- DATASET RECORDS:

#[async_trait]
impl Transaction for PgTransaction {
    #[tracing::instrument(skip(self))]
    async fn accept_request(
        &mut self,
        request_id: Uuid,
        customer_id: Uuid,
        offer_id: Uuid,
    ) -> Result<u64, Error> {
        let result = self
            .tx
            .execute(
                sqlx::query("UPDATE service_requests SET status = 'accepted', chosen_offer_id = $3, booked_at = $4 WHERE id = $1 AND customer_id = $2 AND status = 'pending'")
                    .bind(&request_id)
                    .bind(&customer_id)
                    .bind(&offer_id)
                    .bind(Utc::now()),
            )
            .await?;

        Ok(result.rows_affected())
    }

    #[tracing::instrument(skip(self))]
    async fn upsert_payment(
        &mut self,
        customer_id: Uuid,
        payment_method_id: i64,
        amount: i64,
    ) -> Result<Uuid, Error> {
        let payment = Payment::new(customer_id, payment_method_id, amount);

        let row = self
            .tx
            .fetch_one(
                sqlx::query("INSERT INTO payments (id, customer_id, payment_method_id, amount, status, updated_at) VALUES ($1, $2, $3, $4, $5, $6) ON CONFLICT (customer_id, payment_method_id) DO UPDATE SET amount = EXCLUDED.amount, status = EXCLUDED.status, updated_at = EXCLUDED.updated_at RETURNING id")
                    .bind(&payment.id)
                    .bind(&payment.customer_id)
                    .bind(payment.payment_method_id)
                    .bind(payment.amount)
                    .bind(payment.status.name())
                    .bind(&payment.updated_at),
            )
            .await?;

        Ok(row.try_get("id")?)
    }

    #[tracing::instrument(skip(self))]
    async fn attach_payment(
        &mut self,
        request_id: Uuid,
        customer_id: Uuid,
        payment_id: Uuid,
    ) -> Result<u64, Error> {
        let result = self
            .tx
            .execute(
                sqlx::query(
                    "UPDATE service_requests SET payment_id = $3 WHERE id = $1 AND customer_id = $2",
                )
                .bind(&request_id)
                .bind(&customer_id)
                .bind(&payment_id),
            )
            .await?;

        Ok(result.rows_affected())
    }

    #[tracing::instrument(skip(self))]
    async fn accept_offer(
        &mut self,
        offer_id: Uuid,
        request_id: Uuid,
        price: i64,
    ) -> Result<u64, Error> {
        let result = self
            .tx
            .execute(
                sqlx::query("UPDATE driver_offers SET status = 'accepted', price = $3 WHERE id = $1 AND request_id = $2 AND status = 'pending'")
                    .bind(&offer_id)
                    .bind(&request_id)
                    .bind(price),
            )
            .await?;

        Ok(result.rows_affected())
    }

    #[tracing::instrument(skip(self))]
    async fn reject_other_offers(
        &mut self,
        request_id: Uuid,
        offer_id: Uuid,
    ) -> Result<u64, Error> {
        let result = self
            .tx
            .execute(
                sqlx::query("UPDATE driver_offers SET status = 'rejected' WHERE request_id = $1 AND id <> $2 AND status = 'pending'")
                    .bind(&request_id)
                    .bind(&offer_id),
            )
            .await?;

        Ok(result.rows_affected())
    }

    async fn commit(self: Box<Self>) -> Result<(), Error> {
        let PgTransaction { tx } = *self;
        tx.commit().await?;

        Ok(())
    }

    async fn rollback(self: Box<Self>) -> Result<(), Error> {
        let PgTransaction { tx } = *self;
        tx.rollback().await?;

        Ok(())
    }
}

fn request_from_row(row: &PgRow) -> Result<ServiceRequest, Error> {
    let Json(pickup) = row.try_get("pickup")?;
    let Json(dropoff) = row.try_get("dropoff")?;
    let status: String = row.try_get("status")?;

    Ok(ServiceRequest {
        id: row.try_get("id")?,
        customer_id: row.try_get("customer_id")?,
        pickup,
        dropoff,
        vehicle_type: row.try_get("vehicle_type")?,
        note: row.try_get("note")?,
        status: status.parse()?,
        chosen_offer_id: row.try_get("chosen_offer_id")?,
        payment_id: row.try_get("payment_id")?,
        requested_at: row.try_get("requested_at")?,
        booked_at: row.try_get("booked_at")?,
    })
}

fn offer_from_row(row: &PgRow) -> Result<DriverOffer, Error> {
    let status: String = row.try_get("status")?;

    Ok(DriverOffer {
        id: row.try_get("id")?,
        request_id: row.try_get("request_id")?,
        driver_id: row.try_get("driver_id")?,
        price: row.try_get("price")?,
        status: status.parse()?,
        created_at: row.try_get("created_at")?,
    })
}

fn payment_from_row(row: &PgRow) -> Result<Payment, Error> {
    let status: String = row.try_get("status")?;

    Ok(Payment {
        id: row.try_get("id")?,
        customer_id: row.try_get("customer_id")?,
        payment_method_id: row.try_get("payment_method_id")?,
        amount: row.try_get("amount")?,
        status: status.parse()?,
        updated_at: row.try_get("updated_at")?,
    })
}

#[test]
#[ignore = "requires a running postgres reachable through DATABASE_URL"]
fn connect_creates_schema() {
    use tokio_test::block_on;

    let uri = std::env::var("DATABASE_URL").unwrap();
    let store = block_on(PgStore::connect(&uri, 2, Duration::from_secs(5))).unwrap();

    let customer = Customer::new("Schema check".into()).unwrap();
    block_on(store.insert_customer(&customer)).unwrap();
    let found = block_on(store.find_customer(customer.id)).unwrap();

    assert_eq!(found.map(|c| c.id), Some(customer.id));
}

- ASSIGNED TASK:
Each line of the data should be given back exactly.

- SOLVED PROBLEM:
#[async_trait]
impl Transaction for PgTransaction {
    #[tracing::instrument(skip(self))]
    async fn accept_request(
        &mut self,
        request_id: Uuid,
        customer_id: Uuid,
        offer_id: Uuid,
    ) -> Result<u64, Error> {
        let result = self
            .tx
            .execute(
                sqlx::query("UPDATE service_requests SET status = 'accepted', chosen_offer_id = $3, booked_at = $4 WHERE id = $1 AND customer_id = $2 AND status = 'pending'")
                    .bind(&request_id)
                    .bind(&customer_id)
                    .bind(&offer_id)
                    .bind(Utc::now()),
            )
            .await?;

        Ok(result.rows_affected())
    }

    #[tracing::instrument(skip(self))]
    async fn upsert_payment(
        &mut self,
        customer_id: Uuid,
        payment_method_id: i64,
        amount: i64,
    ) -> Result<Uuid, Error> {
        let payment = Payment::new(customer_id, payment_method_id, amount);

        let row = self
            .tx
            .fetch_one(
                sqlx::query("INSERT INTO payments (id, customer_id, payment_method_id, amount, status, updated_at) VALUES ($1, $2, $3, $4, $5, $6) ON CONFLICT (customer_id, payment_method_id) DO UPDATE SET amount = EXCLUDED.amount, status = EXCLUDED.status, updated_at = EXCLUDED.updated_at RETURNING id")
                    .bind(&payment.id)
                    .bind(&payment.customer_id)
                    .bind(payment.payment_method_id)
                    .bind(payment.amount)
                    .bind(payment.status.name())
                    .bind(&payment.updated_at),
            )
            .await?;

        Ok(row.try_get("id")?)
    }

    #[tracing::instrument(skip(self))]
    async fn attach_payment(
        &mut self,
        request_id: Uuid,
        customer_id: Uuid,
        payment_id: Uuid,
    ) -> Result<u64, Error> {
        let result = self
            .tx
            .execute(
                sqlx::query(
                    "UPDATE service_requests SET payment_id = $3 WHERE id = $1 AND customer_id = $2",
                )
                .bind(&request_id)
                .bind(&customer_id)
                .bind(&payment_id),
            )
            .await?;

        Ok(result.rows_affected())
    }

    #[tracing::instrument(skip(self))]
    async fn accept_offer(
        &mut self,
        offer_id: Uuid,
        request_id: Uuid,
        price: i64,
    ) -> Result<u64, Error> {
        let result = self
            .tx
            .execute(
                sqlx::query("UPDATE driver_offers SET status = 'accepted', price = $3 WHERE id = $1 AND request_id = $2 AND status = 'pending'")
                    .bind(&offer_id)
                    .bind(&request_id)
                    .bind(price),
            )
            .await?;

        Ok(result.rows_affected())
    }

    #[tracing::instrument(skip(self))]
    async fn reject_other_offers(
        &mut self,
        request_id: Uuid,
        offer_id: Uuid,
    ) -> Result<u64, Error> {
        let result = self
            .tx
            .execute(
                sqlx::query("UPDATE driver_offers SET status = 'rejected' WHERE request_id = $1 AND id <> $2 AND status = 'pending'")
                    .bind(&request_id)
                    .bind(&offer_id),
            )
            .await?;

        Ok(result.rows_affected())
    }

    async fn commit(self: Box<Self>) -> Result<(), Error> {
        let PgTransaction { tx } = *self;
        tx.commit().await?;

        Ok(())
    }

    async fn rollback(self: Box<Self>) -> Result<(), Error> {
        let PgTransaction { tx } = *self;
        tx.rollback().await?;

        Ok(())
    }
}

fn request_from_row(row: &PgRow) -> Result<ServiceRequest, Error> {
    let Json(pickup) = row.try_get("pickup")?;
    let Json(dropoff) = row.try_get("dropoff")?;
    let status: String = row.try_get("status")?;

    Ok(ServiceRequest {
        id: row.try_get("id")?,
        customer_id: row.try_get("customer_id")?,
        pickup,
        dropoff,
        vehicle_type: row.try_get("vehicle_type")?,
        note: row.try_get("note")?,
        status: status.parse()?,
        chosen_offer_id: row.try_get("chosen_offer_id")?,
        payment_id: row.try_get("payment_id")?,
        requested_at: row.try_get("requested_at")?,
        booked_at: row.try_get("booked_at")?,
    })
}

fn offer_from_row(row: &PgRow) -> Result<DriverOffer, Error> {
    let status: String = row.try_get("status")?;

    Ok(DriverOffer {
        id: row.try_get("id")?,
        request_id: row.try_get("request_id")?,
        driver_id: row.try_get("driver_id")?,
        price: row.try_get("price")?,
        status: status.parse()?,
        created_at: row.try_get("created_at")?,
    })
}

fn payment_from_row(row: &PgRow) -> Result<Payment, Error> {
    let status: String = row.try_get("status")?;

    Ok(Payment {
        id: row.try_get("id")?,
        customer_id: row.try_get("customer_id")?,
        payment_method_id: row.try_get("payment_method_id")?,
        amount: row.try_get("amount")?,
        status: status.parse()?,
        updated_at: row.try_get("updated_at")?,
    })
}

#[test]
#[ignore = "requires a running postgres reachable through DATABASE_URL"]
fn connect_creates_schema() {
    use tokio_test::block_on;

    let uri = std::env::var("DATABASE_URL").unwrap();
    let store = block_on(PgStore::connect(&uri, 2, Duration::from_secs(5))).unwrap();

    let customer = Customer::new("Schema check".into()).unwrap();
    block_on(store.insert_customer(&customer)).unwrap();
    let found = block_on(store.find_customer(customer.id)).unwrap();

    assert_eq!(found.map(|c| c.id), Some(customer.id));
}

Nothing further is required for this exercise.